What is needed is a word-for-word transcription of every record below.

_____

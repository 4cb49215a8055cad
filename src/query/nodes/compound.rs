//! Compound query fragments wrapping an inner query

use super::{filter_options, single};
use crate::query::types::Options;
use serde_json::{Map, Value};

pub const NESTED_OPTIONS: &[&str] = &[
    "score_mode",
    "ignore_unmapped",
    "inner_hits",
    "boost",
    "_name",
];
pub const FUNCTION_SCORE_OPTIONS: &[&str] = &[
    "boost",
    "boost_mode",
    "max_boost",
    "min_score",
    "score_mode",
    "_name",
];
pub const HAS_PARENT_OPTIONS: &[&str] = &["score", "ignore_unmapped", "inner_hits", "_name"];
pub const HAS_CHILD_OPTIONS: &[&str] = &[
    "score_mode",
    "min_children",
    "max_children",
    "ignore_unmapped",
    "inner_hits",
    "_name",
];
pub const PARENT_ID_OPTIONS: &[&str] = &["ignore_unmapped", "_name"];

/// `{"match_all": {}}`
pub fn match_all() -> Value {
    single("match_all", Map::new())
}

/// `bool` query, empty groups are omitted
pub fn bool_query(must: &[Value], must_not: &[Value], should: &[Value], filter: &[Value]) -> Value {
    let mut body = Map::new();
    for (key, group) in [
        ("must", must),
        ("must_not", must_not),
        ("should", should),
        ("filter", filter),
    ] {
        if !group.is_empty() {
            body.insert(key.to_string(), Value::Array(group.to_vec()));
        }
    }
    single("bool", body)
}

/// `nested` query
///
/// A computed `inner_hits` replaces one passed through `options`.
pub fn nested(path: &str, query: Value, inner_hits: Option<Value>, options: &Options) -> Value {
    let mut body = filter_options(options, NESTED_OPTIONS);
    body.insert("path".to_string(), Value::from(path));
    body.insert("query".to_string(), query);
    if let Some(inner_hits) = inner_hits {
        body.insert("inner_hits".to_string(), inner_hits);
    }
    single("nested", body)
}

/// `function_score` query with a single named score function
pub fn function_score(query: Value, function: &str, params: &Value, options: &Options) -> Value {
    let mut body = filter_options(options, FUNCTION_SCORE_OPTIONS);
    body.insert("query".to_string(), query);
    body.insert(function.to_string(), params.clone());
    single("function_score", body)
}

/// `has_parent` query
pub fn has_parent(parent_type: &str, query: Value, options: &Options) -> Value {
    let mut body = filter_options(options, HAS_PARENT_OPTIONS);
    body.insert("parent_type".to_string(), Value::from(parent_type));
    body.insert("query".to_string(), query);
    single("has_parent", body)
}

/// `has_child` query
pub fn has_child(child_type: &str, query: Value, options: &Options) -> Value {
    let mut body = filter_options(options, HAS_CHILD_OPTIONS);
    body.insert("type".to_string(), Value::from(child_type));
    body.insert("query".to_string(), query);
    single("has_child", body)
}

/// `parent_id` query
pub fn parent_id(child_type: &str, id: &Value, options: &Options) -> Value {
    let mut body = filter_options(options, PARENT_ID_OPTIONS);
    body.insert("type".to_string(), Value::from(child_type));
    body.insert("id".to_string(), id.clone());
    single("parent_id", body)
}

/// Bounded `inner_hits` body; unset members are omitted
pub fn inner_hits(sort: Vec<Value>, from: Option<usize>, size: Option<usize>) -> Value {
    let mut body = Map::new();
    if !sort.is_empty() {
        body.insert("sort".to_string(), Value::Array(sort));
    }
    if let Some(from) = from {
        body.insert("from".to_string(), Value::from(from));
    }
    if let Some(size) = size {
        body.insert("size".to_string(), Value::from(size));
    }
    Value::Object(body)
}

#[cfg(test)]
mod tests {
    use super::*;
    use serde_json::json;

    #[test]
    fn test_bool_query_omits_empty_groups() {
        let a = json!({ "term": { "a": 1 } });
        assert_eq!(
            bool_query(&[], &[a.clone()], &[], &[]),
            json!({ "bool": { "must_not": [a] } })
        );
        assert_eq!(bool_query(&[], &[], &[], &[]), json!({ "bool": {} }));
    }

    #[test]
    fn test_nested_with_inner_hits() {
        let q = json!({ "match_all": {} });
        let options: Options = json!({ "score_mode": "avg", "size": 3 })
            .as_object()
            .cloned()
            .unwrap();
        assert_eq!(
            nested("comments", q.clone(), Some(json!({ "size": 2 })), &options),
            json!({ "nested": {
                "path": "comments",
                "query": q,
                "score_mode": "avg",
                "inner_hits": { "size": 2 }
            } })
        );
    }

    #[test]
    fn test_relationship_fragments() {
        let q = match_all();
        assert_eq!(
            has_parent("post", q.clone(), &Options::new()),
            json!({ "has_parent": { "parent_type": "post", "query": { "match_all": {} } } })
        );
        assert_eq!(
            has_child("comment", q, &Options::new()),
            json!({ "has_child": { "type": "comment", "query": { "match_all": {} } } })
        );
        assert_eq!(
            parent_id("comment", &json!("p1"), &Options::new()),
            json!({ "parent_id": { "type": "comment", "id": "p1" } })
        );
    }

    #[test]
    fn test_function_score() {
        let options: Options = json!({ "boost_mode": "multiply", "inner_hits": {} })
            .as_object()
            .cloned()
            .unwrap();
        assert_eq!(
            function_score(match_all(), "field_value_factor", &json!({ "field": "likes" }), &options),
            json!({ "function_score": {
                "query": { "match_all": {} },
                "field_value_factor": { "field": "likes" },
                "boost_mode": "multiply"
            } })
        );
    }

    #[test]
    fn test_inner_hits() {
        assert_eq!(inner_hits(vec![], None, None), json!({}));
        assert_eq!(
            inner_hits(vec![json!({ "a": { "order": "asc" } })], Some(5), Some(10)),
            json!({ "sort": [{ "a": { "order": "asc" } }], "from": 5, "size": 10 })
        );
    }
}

_____

- **Written solution**:
repository 4cb49215a8055cad
filename src/query/nodes/compound.rs
//! Compound query fragments wrapping an inner query

use super::{filter_options, single};
use crate::query::types::Options;
use serde_json::{Map, Value};

pub const NESTED_OPTIONS: &[&str] = &[
    "score_mode",
    "ignore_unmapped",
    "inner_hits",
    "boost",
    "_name",
];
pub const FUNCTION_SCORE_OPTIONS: &[&str] = &[
    "boost",
    "boost_mode",
    "max_boost",
    "min_score",
    "score_mode",
    "_name",
];
pub const HAS_PARENT_OPTIONS: &[&str] = &["score", "ignore_unmapped", "inner_hits", "_name"];
pub const HAS_CHILD_OPTIONS: &[&str] = &[
    "score_mode",
    "min_children",
    "max_children",
    "ignore_unmapped",
    "inner_hits",
    "_name",
];
pub const PARENT_ID_OPTIONS: &[&str] = &["ignore_unmapped", "_name"];

/// `{"match_all": {}}`
pub fn match_all() -> Value {
    single("match_all", Map::new())
}

/// `bool` query, empty groups are omitted
pub fn bool_query(must: &[Value], must_not: &[Value], should: &[Value], filter: &[Value]) -> Value {
    let mut body = Map::new();
    for (key, group) in [
        ("must", must),
        ("must_not", must_not),
        ("should", should),
        ("filter", filter),
    ] {
        if !group.is_empty() {
            body.insert(key.to_string(), Value::Array(group.to_vec()));
        }
    }
    single("bool", body)
}

/// `nested` query
///
/// A computed `inner_hits` replaces one passed through `options`.
pub fn nested(path: &str, query: Value, inner_hits: Option<Value>, options: &Options) -> Value {
    let mut body = filter_options(options, NESTED_OPTIONS);
    body.insert("path".to_string(), Value::from(path));
    body.insert("query".to_string(), query);
    if let Some(inner_hits) = inner_hits {
        body.insert("inner_hits".to_string(), inner_hits);
    }
    single("nested", body)
}

/// `function_score` query with a single named score function
pub fn function_score(query: Value, function: &str, params: &Value, options: &Options) -> Value {
    let mut body = filter_options(options, FUNCTION_SCORE_OPTIONS);
    body.insert("query".to_string(), query);
    body.insert(function.to_string(), params.clone());
    single("function_score", body)
}

/// `has_parent` query
pub fn has_parent(parent_type: &str, query: Value, options: &Options) -> Value {
    let mut body = filter_options(options, HAS_PARENT_OPTIONS);
    body.insert("parent_type".to_string(), Value::from(parent_type));
    body.insert("query".to_string(), query);
    single("has_parent", body)
}

/// `has_child` query
pub fn has_child(child_type: &str, query: Value, options: &Options) -> Value {
    let mut body = filter_options(options, HAS_CHILD_OPTIONS);
    body.insert("type".to_string(), Value::from(child_type));
    body.insert("query".to_string(), query);
    single("has_child", body)
}

/// `parent_id` query
pub fn parent_id(child_type: &str, id: &Value, options: &Options) -> Value {
    let mut body = filter_options(options, PARENT_ID_OPTIONS);
    body.insert("type".to_string(), Value::from(child_type));
    body.insert("id".to_string(), id.clone());
    single("parent_id", body)
}

/// Bounded `inner_hits` body; unset members are omitted
pub fn inner_hits(sort: Vec<Value>, from: Option<usize>, size: Option<usize>) -> Value {
    let mut body = Map::new();
    if !sort.is_empty() {
        body.insert("sort".to_string(), Value::Array(sort));
    }
    if let Some(from) = from {
        body.insert("from".to_string(), Value::from(from));
    }
    if let Some(size) = size {
        body.insert("size".to_string(), Value::from(size));
    }
    Value::Object(body)
}

#[cfg(test)]
mod tests {
    use super::*;
    use serde_json::json;

    #[test]
    fn test_bool_query_omits_empty_groups() {
        let a = json!({ "term": { "a": 1 } });
        assert_eq!(
            bool_query(&[], &[a.clone()], &[], &[]),
            json!({ "bool": { "must_not": [a] } })
        );
        assert_eq!(bool_query(&[], &[], &[], &[]), json!({ "bool": {} }));
    }

    #[test]
    fn test_nested_with_inner_hits() {
        let q = json!({ "match_all": {} });
        let options: Options = json!({ "score_mode": "avg", "size": 3 })
            .as_object()
            .cloned()
            .unwrap();
        assert_eq!(
            nested("comments", q.clone(), Some(json!({ "size": 2 })), &options),
            json!({ "nested": {
                "path": "comments",
                "query": q,
                "score_mode": "avg",
                "inner_hits": { "size": 2 }
            } })
        );
    }

    #[test]
    fn test_relationship_fragments() {
        let q = match_all();
        assert_eq!(
            has_parent("post", q.clone(), &Options::new()),
            json!({ "has_parent": { "parent_type": "post", "query": { "match_all": {} } } })
        );
        assert_eq!(
            has_child("comment", q, &Options::new()),
            json!({ "has_child": { "type": "comment", "query": { "match_all": {} } } })
        );
        assert_eq!(
            parent_id("comment", &json!("p1"), &Options::new()),
            json!({ "parent_id": { "type": "comment", "id": "p1" } })
        );
    }

    #[test]
    fn test_function_score() {
        let options: Options = json!({ "boost_mode": "multiply", "inner_hits": {} })
            .as_object()
            .cloned()
            .unwrap();
        assert_eq!(
            function_score(match_all(), "field_value_factor", &json!({ "field": "likes" }), &options),
            json!({ "function_score": {
                "query": { "match_all": {} },
                "field_value_factor": { "field": "likes" },
                "boost_mode": "multiply"
            } })
        );
    }

    #[test]
    fn test_inner_hits() {
        assert_eq!(inner_hits(vec![], None, None), json!({}));
        assert_eq!(
            inner_hits(vec![json!({ "a": { "order": "asc" } })], Some(5), Some(10)),
            json!({ "sort": [{ "a": { "order": "asc" } }], "from": 5, "size": 10 })
        );
    }
}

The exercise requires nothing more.